Am Ende hilft wohl nur der Tunnelblick. Wenn sich die deutschen Skeletonsportler am Wochenende kopfüber in die Eisrinne stürzen, wenn sie bei der Heim-WM am Königssee um Medaillen kämpfen, dann müssen sie den russischen Doping-Skandal einfach ausblenden. "Sie müssen so tun, als wäre nichts passiert", sagt Bundestrainer Jens Müller im Gespräch mit dem "SID": "Sonst regt man sich fürchterlich darüber auf und kann es doch nicht ändern."
Denn passiert ist in Wahrheit so einiges. Die Berichte über russisches Staatsdoping haben auch den Skeletonsport mit voller Wucht erwischt, die WM wurde daher aus Sotschi nach Bayern verlegt - die verdächtigten Sportler sind am Königssee dennoch am Start. Und sie gehören in Person von Olympiasieger Alexander Tretiakov sogar zu den Favoriten auf die Goldmedaille.

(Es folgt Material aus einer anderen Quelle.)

impl GameStore for JsonFileStore {
    fn load(&self) -> Result<Option<SavedGameState>, StoreError> {
        let json = match fs::read_to_string(&self.path) {
            Ok(json) => json,
            Err(err) if err.kind() == io::ErrorKind::NotFound => return Ok(None),
            Err(err) => return Err(err.into()),
        };
        let state: SavedGameState = serde_json::from_str(&json)?;
        if state.version > SAVE_VERSION {
            return Err(StoreError::UnsupportedVersion {
                found: state.version,
                supported: SAVE_VERSION,
            });
        }
        Ok(Some(state))
    }

    fn save(&mut self, state: &SavedGameState) -> Result<(), StoreError> {
        if let Some(parent) = self.path.parent()
            && !parent.as_os_str().is_empty()
        {
            fs::create_dir_all(parent)?;
        }
        let json = serde_json::to_string_pretty(state)?;
        fs::write(&self.path, json)?;
        log::debug!("saved progress to {}", self.path.display());
        Ok(())
    }

    fn clear(&mut self) -> Result<(), StoreError> {
        match fs::remove_file(&self.path) {
            Ok(()) => Ok(()),
            Err(err) if err.kind() == io::ErrorKind::NotFound => Ok(()),
            Err(err) => Err(err.into()),
        }
    }

    fn has_save(&self) -> bool {
        self.path.is_file()
    }
}

#[cfg(test)]
mod tests {
    use std::{
        process,
        sync::atomic::{AtomicUsize, Ordering},
    };

    use super::*;

    fn temp_path(name: &str) -> PathBuf {
        static COUNTER: AtomicUsize = AtomicUsize::new(0);
        let n = COUNTER.fetch_add(1, Ordering::Relaxed);
        std::env::temp_dir()
            .join(format!("hueflip-test-{}-{n}", process::id()))
            .join(name)
    }

    fn sample_state() -> SavedGameState {
        let grid = Grid::from_rows(vec![vec![1, 0], vec![0, 0]]).unwrap();
        let mut locked = LockedMap::new();
        locked.lock(Position::new(0, 1), 3);
        SavedGameState {
            current_level: 4,
            total_points: 900,
            level_points: BTreeMap::from([(3, 300)]),
            completed_levels: vec![1, 2, 3],
            last_played: 1_700_000_000,
            version: SAVE_VERSION,
            stats: Some(GameStats {
                games_played: 4,
                games_won: 3,
                ..GameStats::default()
            }),
            current_game: Some(SavedGame {
                grid: grid.clone(),
                target_grid: Grid::new(2),
                moves: 0,
                time: 5,
                optimal_path: vec![Position::new(1, 1)],
                hints_enabled: true,
                undo_count: 0,
                player_moves: vec![],
                initial_grid: grid,
                power: PowerSet::new(),
                locked: locked.clone(),
                initial_locked: locked,
                color_count: Some(2),
                hints_used: 0,
            }),
        }
    }

    #[test]
    fn test_boards_validate_saved_level() {
        let game = sample_state().current_game.unwrap();
        let (initial, current) = game.boards(3).unwrap();
        assert_eq!(initial.color_count(), 2);
        assert_eq!(current.locked().remaining(Position::new(0, 1)), Some(3));

        let mut one_color = game.clone();
        one_color.color_count = Some(1);
        assert_eq!(
            one_color.boards(3),
            Err(SavedGameError::Board(BoardError::InvalidColorCount {
                color_count: 1
            }))
        );

        let mut bad_color = game.clone();
        bad_color.grid = Grid::from_rows(vec![vec![255, 0], vec![0, 0]]).unwrap();
        assert!(matches!(
            bad_color.boards(3),
            Err(SavedGameError::Board(BoardError::Grid(_)))
        ));

        let mut bad_target = game.clone();
        bad_target.target_grid = Grid::filled(2, 2);
        assert!(bad_target.boards(3).is_err());

        let mut resized = game.clone();
        resized.grid = Grid::new(3);
        assert_eq!(
            resized.boards(3),
            Err(SavedGameError::SizeMismatch {
                found: 3,
                expected: 2
            })
        );

        let mut far_move = game.clone();
        far_move.player_moves = vec![Position::new(0, 0), Position::new(7, 1)];
        assert_eq!(
            far_move.boards(3),
            Err(SavedGameError::MoveOutOfBounds {
                pos: Position::new(7, 1),
                size: 2
            })
        );

        let mut far_path = game;
        far_path.optimal_path = vec![Position::new(2, 0)];
        assert!(far_path.boards(3).is_err());
    }

    #[test]
    fn test_json_shape() {
        let json = serde_json::to_value(sample_state()).unwrap();
        let game = &json["currentGame"];
        assert_eq!(json["currentLevel"], 4);
        assert_eq!(game["grid"], serde_json::json!([[1, 0], [0, 0]]));
        assert_eq!(game["optimalPath"], serde_json::json!(["1-1"]));
        assert_eq!(game["locked"], serde_json::json!({"0-1": 3}));
    }

    #[test]
    fn test_missing_tiles_default_to_empty() {
        let json = r#"{
            "grid": [[1, 0], [0, 0]],
            "targetGrid": [[0, 0], [0, 0]],
            "moves": 0,
            "time": 0,
            "optimalPath": ["1-1"],
            "hintsEnabled": true,
            "undoCount": 0,
            "playerMoves": [],
            "initialGrid": [[1, 0], [0, 0]]
        }"#;
        let game: SavedGame = serde_json::from_str(json).unwrap();
        assert!(game.power.is_empty());
        assert!(game.locked.is_empty());
        assert_eq!(game.color_count, None);
    }

    #[test]
    fn test_memory_store() {
        let mut store = MemoryStore::new();
        assert!(!store.has_save());
        assert_eq!(store.load().unwrap(), None);

        store.save(&sample_state()).unwrap();
        assert!(store.has_save());
        assert_eq!(store.load().unwrap(), Some(sample_state()));
        assert_eq!(store.save_count(), 1);

        store.clear().unwrap();
        assert!(!store.has_save());
    }

    #[test]
    fn test_json_file_store_round_trip() {
        let mut store = JsonFileStore::new(temp_path("save.json"));
        assert!(!store.has_save());
        assert!(store.load().unwrap().is_none());

        store.save(&sample_state()).unwrap();
        assert!(store.has_save());
        assert_eq!(store.load().unwrap(), Some(sample_state()));

        store.clear().unwrap();
        assert!(!store.has_save());
        store.clear().unwrap();
    }

    #[test]
    fn test_json_file_store_rejects_newer_version() {
        let mut store = JsonFileStore::new(temp_path("save.json"));
        let state = SavedGameState {
            version: SAVE_VERSION + 1,
            ..sample_state()
        };
        store.save(&state).unwrap();
        assert!(matches!(
            store.load(),
            Err(StoreError::UnsupportedVersion { found, .. }) if found == SAVE_VERSION + 1
        ));
        store.clear().unwrap();
    }

    #[test]
    fn test_json_file_store_reports_malformed_json() {
        let path = temp_path("save.json");
        fs::create_dir_all(path.parent().unwrap()).unwrap();
        fs::write(&path, "{ not json").unwrap();
        let store = JsonFileStore::new(&path);
        assert!(matches!(store.load(), Err(StoreError::Json(_))));
        fs::remove_file(&path).unwrap();
    }
}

Tretiakov war einer von vier russischen Skeletonsportlern, die der Weltverband IBSF zu Jahresbeginn suspendiert hatte. Der Verband reagierte damit auf die Erkenntnisse des zweiten McLaren-Reports, es geht um manipulierte Dopingproben bei den Olympischen Spielen 2014 in Sotschi. Doch nur fünf Tage nach Bekanntwerden der Sperre waren alle Sportler wieder startberechtigt - es fehlten schlicht die Beweise.
Fader Beigeschmack befürchtet
"Letztlich ist es eine rechtliche Frage", sagt Bundestrainer Müller, "die Formulierungen sehen vor, dass positive Proben Voraussetzung für eine Sperre sind. Und die sind eben nicht da, weil sie eventuell verändert worden sind."
Besonders für die deutschen Männer ist das ein großes Thema. Axel Jungk, Christopher Grotheer und Alexander Gassner haben bei der WM durchaus Podestchancen. Gut möglich also, dass für die Deutschen bei einem vierten Platz hinter Tretiakov ein ziemlich fader Beigeschmack bleibt.
Die überlegenen Startzeiten des Russen seien schon jetzt durchaus ein Thema unter seinen Sportlern, sagt Müller, und das ist eine gefährliche Situation. "Wir müssen versuchen, sie zu motivieren, damit keine Resignation entsteht", so der 51-Jährige: "Denn die könnte zu einem massiven Leistungseinbruch führen."
DSV-Starterinnen schielen auf Gold
Bisher habe er so etwas noch nicht festgestellt bei seinen Sportlern. Und es gibt aus deutscher Sicht ja durchaus Gründe, dem WM-Start positiv entgegen zu blicken: So erfolgreich wie derzeit waren die Skeletonis des Bob- und Schlittenverbandes BSD schon eine ganze Weile nicht mehr.
Die Männer dürfen auf Medaillen hoffen, die Frauen stellen sogar zwei Titelanwärterinnen. Weltmeisterin Tina Hermann und Jacqueline Lölling "können die Goldmedaille holen, beide sehe ich auf Augenhöhe", sagt Müller.
Vor allem Lölling beeindruckte in dieser Saison mit "außerordentlichem Fahrgefühl", zwei Weltcupsiegen und der Führung im Gesamtklassement. Es dürften also auch andere Geschichten geschrieben werden bei dieser Heim-WM.